## Exercise instructions
Here are some records. Print all of them exactly.

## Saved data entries
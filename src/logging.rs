//! Logging setup.
//!
//! `RUST_LOG` takes precedence over the level given on the command line.
//! Output goes to stderr so fatal diagnostics land on the error stream.

use tracing_subscriber::prelude::*;
use tracing_subscriber::{EnvFilter, fmt};

pub fn init(level: &str) {
    let filter = if std::env::var("RUST_LOG").is_ok() {
        EnvFilter::from_default_env()
    } else {
        EnvFilter::new(level)
    };

    let _ = tracing_subscriber::registry()
        .with(filter)
        .with(
            fmt::layer()
                .with_writer(std::io::stderr)
                .with_target(false)
                .with_thread_names(true),
        )
        .try_init();
}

## Response below
filename src/logging.rs
//! Logging setup.
//!
//! `RUST_LOG` takes precedence over the level given on the command line.
//! Output goes to stderr so fatal diagnostics land on the error stream.

use tracing_subscriber::prelude::*;
use tracing_subscriber::{EnvFilter, fmt};

pub fn init(level: &str) {
    let filter = if std::env::var("RUST_LOG").is_ok() {
        EnvFilter::from_default_env()
    } else {
        EnvFilter::new(level)
    };

    let _ = tracing_subscriber::registry()
        .with(filter)
        .with(
            fmt::layer()
                .with_writer(std::io::stderr)
                .with_target(false)
                .with_thread_names(true),
        )
        .try_init();
}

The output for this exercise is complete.